YOUR GOAL: Whenever a line in the records below contains "Deserialize", pick it out.

DATA FOR THIS EXERCISE:

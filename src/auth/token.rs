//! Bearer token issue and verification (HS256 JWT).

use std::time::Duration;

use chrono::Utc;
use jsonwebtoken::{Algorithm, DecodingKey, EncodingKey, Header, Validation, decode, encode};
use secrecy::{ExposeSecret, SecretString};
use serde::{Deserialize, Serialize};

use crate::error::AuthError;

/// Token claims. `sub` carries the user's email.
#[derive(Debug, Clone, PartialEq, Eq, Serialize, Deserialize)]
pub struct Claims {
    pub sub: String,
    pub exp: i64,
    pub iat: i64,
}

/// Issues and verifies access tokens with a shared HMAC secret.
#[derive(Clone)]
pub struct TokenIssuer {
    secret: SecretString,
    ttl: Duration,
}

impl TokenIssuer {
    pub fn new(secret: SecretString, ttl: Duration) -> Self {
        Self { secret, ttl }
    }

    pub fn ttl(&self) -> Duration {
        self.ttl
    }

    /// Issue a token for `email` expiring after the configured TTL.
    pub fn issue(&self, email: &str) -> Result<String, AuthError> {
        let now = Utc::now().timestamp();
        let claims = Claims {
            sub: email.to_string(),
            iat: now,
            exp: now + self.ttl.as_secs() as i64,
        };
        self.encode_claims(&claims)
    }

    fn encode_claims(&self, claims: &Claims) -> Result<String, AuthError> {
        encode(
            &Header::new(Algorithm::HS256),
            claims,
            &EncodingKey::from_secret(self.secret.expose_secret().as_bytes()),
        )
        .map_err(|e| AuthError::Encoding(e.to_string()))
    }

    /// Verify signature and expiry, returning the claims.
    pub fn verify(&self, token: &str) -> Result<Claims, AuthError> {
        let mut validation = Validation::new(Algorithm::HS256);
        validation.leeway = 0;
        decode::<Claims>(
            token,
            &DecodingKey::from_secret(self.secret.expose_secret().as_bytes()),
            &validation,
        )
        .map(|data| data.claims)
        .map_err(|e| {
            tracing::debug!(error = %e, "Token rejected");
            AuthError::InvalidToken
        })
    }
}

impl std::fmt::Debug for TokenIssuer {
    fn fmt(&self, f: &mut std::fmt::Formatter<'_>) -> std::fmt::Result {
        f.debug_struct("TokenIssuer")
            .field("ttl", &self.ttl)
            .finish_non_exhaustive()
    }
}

EXPECTED ANSWER:
use serde::{Deserialize, Serialize};
#[derive(Debug, Clone, PartialEq, Eq, Serialize, Deserialize)]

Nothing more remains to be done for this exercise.